Pedro Guillén

Dr. Pedro Guillén

Pedro Guillén, founder and president of Clínica Cemtro, president of the Doctor Pedro Guillén Foundation, Extraordinary Professor and Honorary Dean of the Catholic University of Murcia, and Honorary Member of the Royal European Academy oF Doctors (READ), presented last December—through the communication channels of the Real Academia Nacional de Medicina de España, of which he is a Full Member—the study with which he was inducted into the READ last year: “Genuphony: the ‘language of the knee’”. In this work, Guillén underscores the importance of traumatologists listening above all to the testimony and the sounds or noises produced by their patients’ knees. The study addresses the embryology and development of joints, the anatomy of the knee, how the joint functions at rest, after exertion and following trauma, the synovial environment, “chondropenia,” the neural pattern of the knee, its specific characteristics and the most frequent injuries, as well as what the expert himself calls “genuphony”—the knee’s own language.

“I have great affection for the knee, and that is why I have been studying it for more than 50 years, with the sole aim of understanding it better and recognizing its signs and complaints. I wanted to know how it behaved after intense exertion without injury, after trauma, after extracting synovial fluid, and after rest. We performed arthrocentesis on the patient’s healthy knee and thus compared the data.
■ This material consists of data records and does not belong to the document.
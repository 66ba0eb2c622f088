//! ghpm configuration file handling
//!
//! Loads ~/.config/ghpm/config.yaml and layers environment/flag overrides on
//! top of it.

use crate::github::DEFAULT_API_URL;
use crate::Result;
use serde::{Deserialize, Serialize};
use std::fs;
use std::path::{Path, PathBuf};

/// Environment variable consulted when neither the file nor the flags supply a token
pub const FALLBACK_TOKEN_ENV: &str = "GITHUB_TOKEN";

/// One configured repository
#[derive(Debug, Clone, PartialEq, Eq, Serialize, Deserialize)]
pub struct RepositoryEntry {
    /// Repository name
    pub name: String,

    /// Owner override; wins over the global username when non-empty
    #[serde(default, alias = "owner", skip_serializing_if = "Option::is_none")]
    pub username: Option<String>,
}

impl RepositoryEntry {
    pub fn new(name: impl Into<String>) -> Self {
        Self {
            name: name.into(),
            username: None,
        }
    }

    pub fn with_owner(mut self, owner: impl Into<String>) -> Self {
        self.username = Some(owner.into());
        self
    }
}

/// ghpm configuration
///
/// Represents the complete ~/.config/ghpm/config.yaml file: the token, the
/// default owner and the fleet of repositories every command runs against.
#[derive(Debug, Clone, PartialEq, Eq, Serialize, Deserialize)]
pub struct GhpmConfig {
    /// GitHub token
    #[serde(default)]
    pub token: String,

    /// GitHub user or organization used for repositories without an override
    #[serde(default, alias = "owner")]
    pub username: String,

    /// GitHub URL or REST API URL (GitHub Enterprise supported)
    #[serde(default = "default_api_url")]
    pub api_url: String,

    /// Repositories, in report order
    #[serde(default)]
    pub repositories: Vec<RepositoryEntry>,
}

fn default_api_url() -> String {
    DEFAULT_API_URL.to_string()
}

/// Values from flags or the environment that override the file
#[derive(Debug, Clone, Default)]
pub struct ConfigOverrides {
    pub token: Option<String>,
    pub username: Option<String>,
    pub api_url: Option<String>,
}

impl GhpmConfig {
    /// Create a new empty configuration
    pub fn new() -> Self {
        Self {
            token: String::new(),
            username: String::new(),
            api_url: default_api_url(),
            repositories: Vec::new(),
        }
    }

    /// Load configuration from the default path (~/.config/ghpm/config.yaml)
    pub fn load_default() -> Result<Self> {
        Self::load(Self::default_path())
    }

    /// Load configuration from a specific path
    pub fn load(path: impl AsRef<Path>) -> Result<Self> {
        let path = path.as_ref();

        if !path.exists() {
            return Err(crate::GhpmError::Config(format!(
                "Config file not found: {}",
                path.display()
            )));
        }

        tracing::info!(path = %path.display(), "Loading ghpm configuration");

        let content = fs::read_to_string(path)?;
        let config: Self = serde_yaml::from_str(&content)?;

        tracing::debug!(
            repositories = config.repositories.len(),
            api_url = %config.api_url,
            "Configuration loaded successfully"
        );

        Ok(config)
    }

    /// Save configuration to a specific path
    pub fn save(&self, path: impl AsRef<Path>) -> Result<()> {
        let path = path.as_ref();

        if let Some(parent) = path.parent() {
            fs::create_dir_all(parent)?;
        }

        tracing::info!(path = %path.display(), "Saving ghpm configuration");

        let yaml = serde_yaml::to_string(self)?;
        fs::write(path, yaml)?;

        Ok(())
    }

    /// Get the default config path (~/.config/ghpm/config.yaml)
    pub fn default_path() -> PathBuf {
        let mut path = dirs::home_dir().unwrap_or_else(|| PathBuf::from("."));
        path.push(".config");
        path.push("ghpm");
        path.push("config.yaml");
        path
    }

    /// Layer overrides on top of the file: non-empty override values win.
    /// `GITHUB_TOKEN` is used only when no token was configured at all.
    pub fn apply_overrides(mut self, overrides: ConfigOverrides) -> Self {
        if let Some(token) = overrides.token.filter(|t| !t.is_empty()) {
            self.token = token;
        }
        if let Some(username) = overrides.username.filter(|u| !u.is_empty()) {
            self.username = username;
        }
        if let Some(api_url) = overrides.api_url.filter(|u| !u.is_empty()) {
            self.api_url = api_url;
        }
        if self.token.is_empty() {
            if let Ok(token) = std::env::var(FALLBACK_TOKEN_ENV) {
                tracing::debug!("Using token from {}", FALLBACK_TOKEN_ENV);
                self.token = token;
            }
        }
        self
    }

    pub fn add_repository(&mut self, entry: RepositoryEntry) {
        self.repositories.push(entry);
    }

    pub fn repository_names(&self) -> Vec<&str> {
        self.repositories.iter().map(|r| r.name.as_str()).collect()
    }
}

impl Default for GhpmConfig {
    fn default() -> Self {
        Self::new()
    }
}

#[cfg(test)]
mod tests {
    use super::*;
    use tempfile::NamedTempFile;

    #[test]
    fn test_config_creation() {
        let config = GhpmConfig::new();
        assert!(config.repositories.is_empty());
        assert_eq!(config.api_url, "https://api.github.com");
    }

    #[test]
    fn test_parse_original_layout() {
        let yaml = r#"
token: ghp_abc
username: my-org
repositories:
  - name: repo-a
  - name: repo-b
    username: other-org
"#;
        let config: GhpmConfig = serde_yaml::from_str(yaml).unwrap();
        assert_eq!(config.token, "ghp_abc");
        assert_eq!(config.username, "my-org");
        assert_eq!(config.api_url, "https://api.github.com");
        assert_eq!(config.repository_names(), vec!["repo-a", "repo-b"]);
        assert_eq!(config.repositories[0].username, None);
        assert_eq!(config.repositories[1].username.as_deref(), Some("other-org"));
    }

    #[test]
    fn test_owner_alias() {
        let yaml = r#"
owner: my-org
repositories:
  - name: repo-a
    owner: someone
"#;
        let config: GhpmConfig = serde_yaml::from_str(yaml).unwrap();
        assert_eq!(config.username, "my-org");
        assert_eq!(config.repositories[0].username.as_deref(), Some("someone"));
    }

    #[test]
    fn test_save_and_load() {
        let temp_file = NamedTempFile::new().unwrap();
        let path = temp_file.path();

        let mut config = GhpmConfig::new();
        config.token = "ghp_abc".to_string();
        config.username = "org".to_string();
        config.add_repository(RepositoryEntry::new("a"));
        config.add_repository(RepositoryEntry::new("b").with_owner("other"));

        config.save(path).unwrap();

        let loaded = GhpmConfig::load(path).unwrap();
        assert_eq!(loaded, config);
    }

    #[test]
    fn test_load_missing_file() {
        let result = GhpmConfig::load("/nonexistent/ghpm.yaml");
        assert!(matches!(result, Err(crate::GhpmError::Config(_))));
    }

    #[test]
    fn test_default_path() {
        let path = GhpmConfig::default_path();
        assert!(path.ends_with("ghpm/config.yaml"));
    }

    #[test]
    fn test_overrides_win_over_file() {
        let mut config = GhpmConfig::new();
        config.token = "from-file".to_string();
        config.username = "file-org".to_string();

        let config = config.apply_overrides(ConfigOverrides {
            token: Some("from-flag".to_string()),
            username: Some(String::new()),
            api_url: Some("https://github.example.com".to_string()),
        });

        assert_eq!(config.token, "from-flag");
        assert_eq!(config.username, "file-org");
        assert_eq!(config.api_url, "https://github.example.com");
    }
}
The combination of the signs reported by the patient and those we obtain through examination—signs that the knee keeps ‘asleep’—constitute the ‘voices of the knee.’ Because the ‘voice’ expressed by a knee after a pivoting movement on a single supporting leg, with early severe effusion, loss of the final degrees of extension and blood inside the joint, is not the same as the ‘voice’ of the same knee after the same movement but with only clear synovial fluid. In the first case, unless proven otherwise, the knee has suffered an anterior cruciate ligament tear; in the second, it is a synovitis without rupture of capsuloligamentous or bony structures that would produce hemarthrosis,” explains the academic.

In his study, Guillén also addresses the most common knee injuries, particularly in the sports context, highlighting the importance of partial meniscectomy and meniscal repair rather than total removal, and emphasizing the relevance of a detailed medical history for the diagnosis of meniscal injuries. He also stresses the role of articular cartilage, its innervation, and “chondropenia,” the term he uses to refer to cartilage deficiency. In the evaluation and diagnosis of meniscal injuries, the expert highlights the importance of anamnesis and clinical examination, and describes some of the main symptoms and mechanical signs that help identify specific pathologies before deciding on treatment options, including arthroscopic surgery, especially in athletes.

A pioneer of arthroscopy in Spain, Guillén is also a member of the Academia Nacional de Cirugía de España, the Real Academia Nacional de Farmacia, the European College of Sports Traumatology, and the Spanish Committee of Sports Medicine, as well as an Honorary Member of the Arthroscopy Association of North America. He has received some of Spain’s highest civil distinctions, including the Medal for Merit in Work, the Grand Cross of the Order of Dos de Mayo, and the Medal of Honor for the Promotion of Invention, among other top-level awards. In the academic and research fields, he promotes the Pedro Guillén Chair of Regenerative Medicine.